En 1989, une tempête plonge le Québec dans le noir pendant 12 heures, affectant 6 millions de personnes. Le 12 mars, un nuage de plasma géant déforme le champ magnétique terrestre, induisant des courants dans les lignes électriques, pipelines et transformateurs, causant surchauffe et fuites.

En phase de maximum solaire (droite), taches solaires, éruptions et nuages de plasma prolifèrent.
Les nuages de plasma et éruptions perturbent l'ionosphère, affectant les ondes radio pour télécoms longue distance et liaisons polaires des avions. Lors des tempêtes d'Halloween (octobre 2003), vols annulés ou détournés faute de communication.
Ces tempêtes, les plus intenses enregistrées alors (mais inférieures à Carrington), ont aussi brouillé le GPS via l'ionosphère : erreurs de 30 m, critiques pour les atterrissages. Satellites touchés : SOHO en panne temporaire, dommages sur Mars Odyssey, GOES, Smart-1 ; perte totale d'ADEOS II. Charges différentielles, particules uniques ou expansion atmosphérique due au plasma menacent orbites et électronique.
Prévisions de météo spatiale
Le Soleil s'achemine vers un nouveau pic d'activité.
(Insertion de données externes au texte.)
//! Instanced quad renderer for map tiles and markers.

use std::mem;
use std::sync::Arc;

use glam::{Mat4, Vec2, Vec3};
use glow::*;

use tile_camera::constants::MARKER_SCALE;
use tile_camera::Camera;

use super::map::TileMap;

const VERTEX_SHADER_SRC: &str = r#"#version 330 core
layout (location = 0) in vec2 aPos;
layout (location = 1) in vec2 aInstancePos;
layout (location = 2) in float aInstanceSize;
layout (location = 3) in vec3 aInstanceColor;

uniform mat4 uProjection;

out vec3 vColor;

void main() {
    vec2 worldPos = aInstancePos + aPos * aInstanceSize;
    gl_Position = uProjection * vec4(worldPos, 0.0, 1.0);
    vColor = aInstanceColor;
}
"#;

const FRAGMENT_SHADER_SRC: &str = r#"#version 330 core
in vec3 vColor;
out vec4 FragColor;

void main() {
    FragColor = vec4(vColor, 1.0);
}
"#;

/// Position (2) + size (1) + color (3)
const FLOATS_PER_INSTANCE: usize = 6;

pub struct Renderer {
    gl: Arc<glow::Context>,
    program: NativeProgram,
    vao: NativeVertexArray,
    vbo: NativeBuffer,
    instance_vbo: NativeBuffer,
    projection_loc: NativeUniformLocation,
    instance_data: Vec<f32>,
}

impl Renderer {
    pub fn new(gl: Arc<glow::Context>) -> Result<Self, String> {
        unsafe {
            let vertex_shader = gl
                .create_shader(VERTEX_SHADER)
                .map_err(|e| format!("Failed to create vertex shader: {}", e))?;
            gl.shader_source(vertex_shader, VERTEX_SHADER_SRC);
            gl.compile_shader(vertex_shader);
            if !gl.get_shader_compile_status(vertex_shader) {
                return Err(gl.get_shader_info_log(vertex_shader));
            }

            let fragment_shader = gl
                .create_shader(FRAGMENT_SHADER)
                .map_err(|e| format!("Failed to create fragment shader: {}", e))?;
            gl.shader_source(fragment_shader, FRAGMENT_SHADER_SRC);
            gl.compile_shader(fragment_shader);
            if !gl.get_shader_compile_status(fragment_shader) {
                return Err(gl.get_shader_info_log(fragment_shader));
            }

            let program = gl
                .create_program()
                .map_err(|e| format!("Failed to create program: {}", e))?;
            gl.attach_shader(program, vertex_shader);
            gl.attach_shader(program, fragment_shader);
            gl.link_program(program);
            if !gl.get_program_link_status(program) {
                return Err(gl.get_program_info_log(program));
            }

            gl.delete_shader(vertex_shader);
            gl.delete_shader(fragment_shader);

            let projection_loc = gl
                .get_uniform_location(program, "uProjection")
                .ok_or("Failed to get projection uniform location")?;

            // Unit quad, scaled per instance
            let vertices: [f32; 12] = [
                0.0, 0.0, //
                1.0, 0.0, //
                1.0, 1.0, //
                0.0, 0.0, //
                1.0, 1.0, //
                0.0, 1.0, //
            ];

            let vao = gl
                .create_vertex_array()
                .map_err(|e| format!("Failed to create VAO: {}", e))?;
            gl.bind_vertex_array(Some(vao));

            let vbo = gl
                .create_buffer()
                .map_err(|e| format!("Failed to create VBO: {}", e))?;
            gl.bind_buffer(ARRAY_BUFFER, Some(vbo));
            gl.buffer_data_u8_slice(ARRAY_BUFFER, as_u8_slice(&vertices), STATIC_DRAW);

            gl.enable_vertex_attrib_array(0);
            gl.vertex_attrib_pointer_f32(0, 2, FLOAT, false, 8, 0);

            let instance_vbo = gl
                .create_buffer()
                .map_err(|e| format!("Failed to create instance VBO: {}", e))?;
            gl.bind_buffer(ARRAY_BUFFER, Some(instance_vbo));

            let stride = (FLOATS_PER_INSTANCE * mem::size_of::<f32>()) as i32;

            gl.enable_vertex_attrib_array(1);
            gl.vertex_attrib_pointer_f32(1, 2, FLOAT, false, stride, 0);
            gl.vertex_attrib_divisor(1, 1);

            gl.enable_vertex_attrib_array(2);
            gl.vertex_attrib_pointer_f32(2, 1, FLOAT, false, stride, 8);
            gl.vertex_attrib_divisor(2, 1);

            gl.enable_vertex_attrib_array(3);
            gl.vertex_attrib_pointer_f32(3, 3, FLOAT, false, stride, 12);
            gl.vertex_attrib_divisor(3, 1);

            gl.bind_vertex_array(None);

            gl.clear_color(0.05, 0.08, 0.15, 1.0);

            Ok(Self {
                gl,
                program,
                vao,
                vbo,
                instance_vbo,
                projection_loc,
                instance_data: Vec::new(),
            })
        }
    }

    pub fn resize(&self, width: i32, height: i32) {
        unsafe {
            self.gl.viewport(0, 0, width, height);
        }
    }

    /// Draw the visible part of the map, then the markers on top.
    pub fn render(&mut self, camera: &Camera, map: &TileMap, markers: &[(Vec2, Vec3)]) {
        puffin::profile_function!();
        unsafe {
            self.gl.clear(COLOR_BUFFER_BIT);
        }

        let projection = screen_projection(camera);
        let tile = map.tile_size();

        {
            puffin::profile_scope!("render_tiles");
            self.instance_data.clear();
            let (min_x, max_x, min_y, max_y) = camera.view().visible_tiles();
            for y in min_y..=max_y {
                for x in min_x..=max_x {
                    if let Some(terrain) = map.get(x, y) {
                        let origin = Vec2::new(x as f32, y as f32) * tile;
                        push_instance(&mut self.instance_data, origin, tile, terrain.color());
                    }
                }
            }
            self.draw_instances(&projection);
        }

        {
            puffin::profile_scope!("render_markers");
            self.instance_data.clear();
            let size = tile * MARKER_SCALE;
            for &(center, color) in markers {
                push_instance(&mut self.instance_data, center - size / 2.0, size, color);
            }
            self.draw_instances(&projection);
        }
    }

    fn draw_instances(&self, projection: &Mat4) {
        if self.instance_data.is_empty() {
            return;
        }
        unsafe {
            self.gl.use_program(Some(self.program));
            self.gl.bind_vertex_array(Some(self.vao));

            self.gl.bind_buffer(ARRAY_BUFFER, Some(self.instance_vbo));
            self.gl.buffer_data_u8_slice(
                ARRAY_BUFFER,
                as_u8_slice(&self.instance_data),
                DYNAMIC_DRAW,
            );

            self.gl.uniform_matrix_4_f32_slice(
                Some(&self.projection_loc),
                false,
                projection.as_ref(),
            );

            let instance_count = self.instance_data.len() / FLOATS_PER_INSTANCE;
            self.gl.draw_arrays_instanced(TRIANGLES, 0, 6, instance_count as i32);

            self.gl.bind_vertex_array(None);
        }
    }
}

impl Drop for Renderer {
    fn drop(&mut self) {
        unsafe {
            self.gl.delete_program(self.program);
            self.gl.delete_vertex_array(self.vao);
            self.gl.delete_buffer(self.vbo);
            self.gl.delete_buffer(self.instance_vbo);
        }
    }
}

/// World to clip space: the camera maps world to screen pixels, then a
/// pixel-space orthographic projection (y down) maps pixels to clip space.
pub fn screen_projection(camera: &Camera) -> Mat4 {
    let viewport = camera.view().viewport().as_vec2();
    let pixels = Mat4::orthographic_rh_gl(0.0, viewport.x, viewport.y, 0.0, -1.0, 1.0);
    pixels * camera.transformation_matrix()
}

fn push_instance(data: &mut Vec<f32>, origin: Vec2, size: f32, color: Vec3) {
    data.extend_from_slice(&[origin.x, origin.y, size, color.x, color.y, color.z]);
}

fn as_u8_slice<T>(data: &[T]) -> &[u8] {
    unsafe { std::slice::from_raw_parts(data.as_ptr() as *const u8, mem::size_of_val(data)) }
}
Un panel international prévoyait un maximum en mai 2013, mais il reste imprévisible, avec une marge d'un an. "Le cycle actuel pourrait être plus faible et décalé", note Janssens. "Une grande tache solaire peut tout changer. Vigilance requise, comme pour Carrington lors d'un maximum calme."
En juillet 2012, un nuage plasma puissant a filé dans l'espace – heureusement pas vers nous. Surveillance constante via satellites (détails dans "Regard sur le Soleil"), mais réactions limitées : 8 min pour rayonnement, heures à jours pour plasma.
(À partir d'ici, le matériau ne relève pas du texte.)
//! Composite maneuver: zoom out, pan to a destination, zoom back in.

use glam::Vec2;

use super::pan_to::PanToTask;
use super::zoom::{ZoomByIncrementsTask, ZoomTarget};
use super::FrameContext;
use crate::camera::CameraView;
use crate::time_system::TimeNormalizedSpeed;

/// Which sub-task of a [`ZoomPanZoomTask`] is running.
#[derive(Debug, Clone, Copy, PartialEq, Eq, PartialOrd, Ord, Hash)]
pub enum ZoomPanZoomPhase {
    ZoomOut,
    Pan,
    ZoomIn,
}

impl ZoomPanZoomPhase {
    pub fn index(self) -> usize {
        self as usize
    }
}

/// Zooms out, pans to `destination`, then zooms back to the zoom the
/// camera had when the task first started. Phases run strictly in that
/// order, and a resumed task carries on from the phase it was in.
#[derive(Debug, Clone)]
pub struct ZoomPanZoomTask {
    zoom_speed: u16,
    destination: Vec2,
    /// Zoom to return to, recorded by the first start
    original_zoom: Option<u16>,
    zoom_out: ZoomByIncrementsTask,
    pan: PanToTask,
    zoom_in: Option<ZoomByIncrementsTask>,
    phase: ZoomPanZoomPhase,
    interruptions: u32,
}

impl ZoomPanZoomTask {
    /// Zoom out until `destination` is visible, pan there, zoom back in.
    pub fn new(zoom_speed: u16, pan_speed: TimeNormalizedSpeed, destination: Vec2) -> Self {
        Self::build(zoom_speed, ZoomTarget::Reveal(destination), pan_speed, destination)
    }

    /// Zoom out to `zoom_out_level`, pan to `destination`, zoom back in.
    pub fn with_zoom_out_level(
        zoom_speed: u16,
        zoom_out_level: u16,
        pan_speed: TimeNormalizedSpeed,
        destination: Vec2,
    ) -> Self {
        Self::build(zoom_speed, ZoomTarget::Level(zoom_out_level), pan_speed, destination)
    }

    fn build(
        zoom_speed: u16,
        zoom_out_target: ZoomTarget,
        pan_speed: TimeNormalizedSpeed,
        destination: Vec2,
    ) -> Self {
        Self {
            zoom_speed,
            destination,
            original_zoom: None,
            zoom_out: ZoomByIncrementsTask::new(zoom_speed, zoom_out_target),
            pan: PanToTask::new(pan_speed, destination),
            zoom_in: None,
            phase: ZoomPanZoomPhase::ZoomOut,
            interruptions: 0,
        }
    }

    pub fn phase(&self) -> ZoomPanZoomPhase {
        self.phase
    }

    pub fn destination(&self) -> Vec2 {
        self.destination
    }

    /// Zoom the task returns to, once it has started.
    pub fn original_zoom(&self) -> Option<u16> {
        self.original_zoom
    }

    /// How many times another task was pushed over this one.
    pub fn interruptions(&self) -> u32 {
        self.interruptions
    }

    /// Record the return zoom on the first start. Every start re-aims the
    /// pan from the current center.
    pub fn start(&mut self, view: &CameraView) {
        if self.original_zoom.is_none() {
            self.original_zoom = Some(view.zoom());
            self.zoom_in = Some(ZoomByIncrementsTask::to_zoom(self.zoom_speed, view.zoom()));
        }
        self.pan.start(view);

        // Whatever ran on top may have moved the camera off the destination
        if self.phase == ZoomPanZoomPhase::ZoomIn && view.center() != self.pan.target() {
            self.phase = ZoomPanZoomPhase::Pan;
        }
    }

    pub fn progress(&mut self, view: &mut CameraView, ctx: &FrameContext) -> bool {
        if self.arrived(view) {
            return true;
        }

        let phase_done = match self.phase {
            ZoomPanZoomPhase::ZoomOut => self.zoom_out.progress(view),
            ZoomPanZoomPhase::Pan => self.pan.progress(view, ctx),
            ZoomPanZoomPhase::ZoomIn => match &mut self.zoom_in {
                Some(zoom_in) => zoom_in.progress(view),
                None => true,
            },
        };
        if !phase_done {
            return false;
        }

        match self.phase {
            ZoomPanZoomPhase::ZoomOut if view.center() != self.destination => {
                self.phase = ZoomPanZoomPhase::Pan;
                false
            }
            ZoomPanZoomPhase::Pan => {
                self.phase = ZoomPanZoomPhase::ZoomIn;
                false
            }
            _ => true,
        }
    }

    pub fn on_interrupted(&mut self) {
        self.interruptions += 1;
        log::debug!("Zoom-pan-zoom interrupted during {:?}", self.phase);
    }

    fn arrived(&self, view: &CameraView) -> bool {
        view.center() == self.destination && self.original_zoom == Some(view.zoom())
    }
}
"Voir une éruption solaire, c'est déjà trop tard", avertit Petra Vanlommel, collègue de Janssens.
Le STCE édite des bulletins depuis 2000, aidant satellites (mise en veille) et pétroliers (précision magnétique). Intégré au programme ESA, un Centre de coordination inauguré à l'Observatoire royal de Belgique relie chercheurs et usagers pour alertes et analyses de vulnérabilités.
Et si ça recommençait ?
Une tempête Carrington-like ? L'éruption de 2012 nous aurait touchés si mieux timed. Avions gèrent via backups, mais chaos aérien comme Eyjafjallajökull. 50-100 satellites perdus sur 1000. Réseaux électriques européens résistent modérément, mais pannes possibles, surtout côtiers (Belgique). Elia et TenneT minimisent risques locaux vs. Amérique du Nord.

Un nuage plasma s'étend sur 40 millions de km à l'impact ; lignes bleues = champ magnétique terrestre.
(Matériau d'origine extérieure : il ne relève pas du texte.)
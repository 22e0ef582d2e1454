//! The camera: view geometry plus the task stack that drives it.
//!
//! [`CameraView`] is the part tasks mutate (position, zoom, rotation, the
//! visible rectangle). [`Camera`] pairs a view with its [`TaskStack`] and is
//! what the game loop updates once per frame and the renderer reads from.

use glam::{Mat4, UVec2, Vec2, Vec3};

use crate::config::CameraConfig;
use crate::controls::Controls;
use crate::error::CameraError;
use crate::geometry::AreaBox;
use crate::tasks::{CameraTask, FrameContext, FreeMovementTask, TaskKind, TaskStack};
use crate::time_system::FrameTime;

// =============================================================================
// CAMERA VIEW
// =============================================================================

/// Position, zoom and rotation of a camera, plus the world rectangle it sees.
#[derive(Debug, Clone)]
pub struct CameraView {
    /// Pixel size of one tile on screen
    zoom: u16,
    min_zoom: u16,
    max_zoom: u16,
    tile_size: u16,
    /// Render scale derived from zoom (zoom / tile_size)
    stretch: f32,
    rotation: f32,
    /// Viewport size in pixels
    viewport: UVec2,
    /// Visible world rectangle; its top-left corner is the camera position
    area: AreaBox,
    /// Region the camera center is kept inside, if any
    bounds: Option<AreaBox>,
    /// Locks for free movement along each axis
    pub vertical_locked: bool,
    pub horizontal_locked: bool,
}

impl CameraView {
    pub fn new(viewport: UVec2, config: &CameraConfig) -> Self {
        let mut view = Self {
            zoom: config.initial_zoom,
            min_zoom: config.min_zoom,
            max_zoom: config.max_zoom,
            tile_size: config.tile_size.max(1),
            stretch: 1.0,
            rotation: 0.0,
            viewport: viewport.max(UVec2::ONE),
            area: AreaBox::new(Vec2::ZERO, 0.0, 0.0),
            bounds: None,
            vertical_locked: false,
            horizontal_locked: false,
        };
        view.zoom = view.zoom.clamp(view.min_zoom, view.max_zoom);
        view.resize_to_zoom();
        view
    }

    // -------------------------------------------------------------------------
    // Zoom
    // -------------------------------------------------------------------------

    pub fn zoom(&self) -> u16 {
        self.zoom
    }

    pub fn min_zoom(&self) -> u16 {
        self.min_zoom
    }

    pub fn max_zoom(&self) -> u16 {
        self.max_zoom
    }

    pub fn stretch(&self) -> f32 {
        self.stretch
    }

    pub fn tile_size(&self) -> u16 {
        self.tile_size
    }

    /// Set the zoom, clamped to the allowed range.
    ///
    /// The view rectangle is resized to match and stays centered where it
    /// was, so zooming pivots on the middle of the screen.
    pub fn set_zoom(&mut self, zoom: u16) {
        let center = self.area.center();
        self.zoom = zoom.clamp(self.min_zoom, self.max_zoom);
        self.resize_to_zoom();
        self.center_on(center);
    }

    /// Zoom in by `amount` unless that would pass the maximum.
    pub fn zoom_in(&mut self, amount: u16) {
        let target = u32::from(self.zoom) + u32::from(amount);
        if target <= u32::from(self.max_zoom) {
            self.set_zoom(target as u16);
        }
    }

    /// Zoom out by `amount` unless that would pass the minimum.
    pub fn zoom_out(&mut self, amount: u16) {
        if u32::from(self.min_zoom) + u32::from(amount) <= u32::from(self.zoom) {
            self.set_zoom(self.zoom - amount);
        }
    }

    /// Zoom in by a fraction of the current zoom (at least one level).
    pub fn smooth_zoom_in(&mut self, percent: f32) {
        if percent <= 0.0 {
            return;
        }
        let step = f32::from(self.zoom) * percent;
        if f32::from(self.zoom) + step <= f32::from(self.max_zoom) {
            let target = u32::from(self.zoom) + step.ceil() as u32;
            self.set_zoom(target.min(u32::from(u16::MAX)) as u16);
        }
    }

    /// Zoom out by a fraction of the current zoom (at least one level).
    pub fn smooth_zoom_out(&mut self, percent: f32) {
        if percent <= 0.0 {
            return;
        }
        let step = f32::from(self.zoom) * percent;
        if f32::from(self.min_zoom) <= f32::from(self.zoom) - step {
            let target = self.zoom.saturating_sub(step.ceil() as u16);
            self.set_zoom(target);
        }
    }

    fn resize_to_zoom(&mut self) {
        self.stretch = f32::from(self.zoom) / f32::from(self.tile_size);
        self.area.width = (self.viewport.x as f32 / self.stretch).ceil();
        self.area.height = (self.viewport.y as f32 / self.stretch).ceil();
    }

    // -------------------------------------------------------------------------
    // Position
    // -------------------------------------------------------------------------

    /// Top-left corner of the view in world space.
    pub fn position(&self) -> Vec2 {
        self.area.top_left
    }

    pub fn set_position(&mut self, position: Vec2) {
        self.area.top_left = position;
    }

    pub fn center(&self) -> Vec2 {
        self.area.center()
    }

    /// Center the view on `point`, clamped into the bounding region.
    pub fn center_on(&mut self, point: Vec2) {
        let target = self.clamp_center(point);
        self.area.set_center(target);
    }

    /// Nearest allowed view center to `point`.
    pub fn clamp_center(&self, point: Vec2) -> Vec2 {
        match &self.bounds {
            Some(bounds) => bounds.clamp_point(point),
            None => point,
        }
    }

    /// Shift the view by `delta` world units, keeping the center in bounds.
    pub fn translate(&mut self, delta: Vec2) {
        if self.bounds.is_some() {
            self.center_on(self.area.center() + delta);
        } else {
            self.area.top_left += delta;
        }
    }

    /// The visible world rectangle.
    pub fn area_box(&self) -> &AreaBox {
        &self.area
    }

    pub fn bounds(&self) -> Option<&AreaBox> {
        self.bounds.as_ref()
    }

    pub fn set_bounds(&mut self, bounds: Option<AreaBox>) {
        self.bounds = bounds;
    }

    // -------------------------------------------------------------------------
    // Rotation and viewport
    // -------------------------------------------------------------------------

    pub fn rotation(&self) -> f32 {
        self.rotation
    }

    pub fn set_rotation(&mut self, radians: f32) {
        self.rotation = radians;
    }

    pub fn viewport(&self) -> UVec2 {
        self.viewport
    }

    /// Adopt a new viewport size, keeping the view centered where it was.
    pub fn resize_viewport(&mut self, viewport: UVec2) {
        self.viewport = viewport.max(UVec2::ONE);
        self.set_zoom(self.zoom);
    }

    // -------------------------------------------------------------------------
    // Transforms
    // -------------------------------------------------------------------------

    /// World-to-screen transform: translate by the negated top-left corner,
    /// then rotate, then scale by the stretch.
    pub fn transformation_matrix(&self) -> Mat4 {
        let translation = Mat4::from_translation((-self.area.top_left).extend(0.0));
        let rotation = Mat4::from_rotation_z(self.rotation);
        let scale = Mat4::from_scale(Vec3::new(self.stretch, self.stretch, 1.0));
        scale * rotation * translation
    }

    /// Map a screen pixel back into world space.
    pub fn screen_to_world(&self, screen: Vec2) -> Vec2 {
        self.transformation_matrix()
            .inverse()
            .transform_point3(screen.extend(0.0))
            .truncate()
    }

    /// Inclusive tile index range covered by the view, padded by one tile.
    /// Returns (min_x, max_x, min_y, max_y).
    ///
    /// With a rotation the view rectangle turns about its top-left corner,
    /// so the range spans the bounding box of the turned corners.
    pub fn visible_tiles(&self) -> (i32, i32, i32, i32) {
        let tile = f32::from(self.tile_size);
        let turn = Vec2::from_angle(-self.rotation);
        let size = self.area.size();

        let mut min = Vec2::splat(f32::MAX);
        let mut max = Vec2::splat(f32::MIN);
        for offset in [Vec2::ZERO, Vec2::new(size.x, 0.0), Vec2::new(0.0, size.y), size] {
            let corner = self.area.top_left + turn.rotate(offset);
            min = min.min(corner);
            max = max.max(corner);
        }
        let min = min / tile;
        let max = max / tile;

        (
            min.x.floor() as i32 - 1,
            max.x.ceil() as i32 + 1,
            min.y.floor() as i32 - 1,
            max.y.ceil() as i32 + 1,
        )
    }
}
Une super tempête : 100 satellites détruits, pannes électriques massives.
Rapport CCR : sensibilisation insuffisante. ESA pousse à l'évaluation des infrastructures.
Les précédents existent ; question de "quand", non "si". "Halloween n'est pas si loin, mais on oublie vite les années calmes", dit Luntama.
Regard sur le Soleil
Satellites clés : SDO (NASA) étudie intérieur solaire, plasma, magnétisme pour prédictions. ACE (NASA) à 1,5M km anticipe vents solaires (1h d'avance). Futur DSCOVR en backup. SOHO traque plasma/couronne. STEREO A/B pour vitesses. Proba-2 (ESA) mesure rayonnement et images plasma.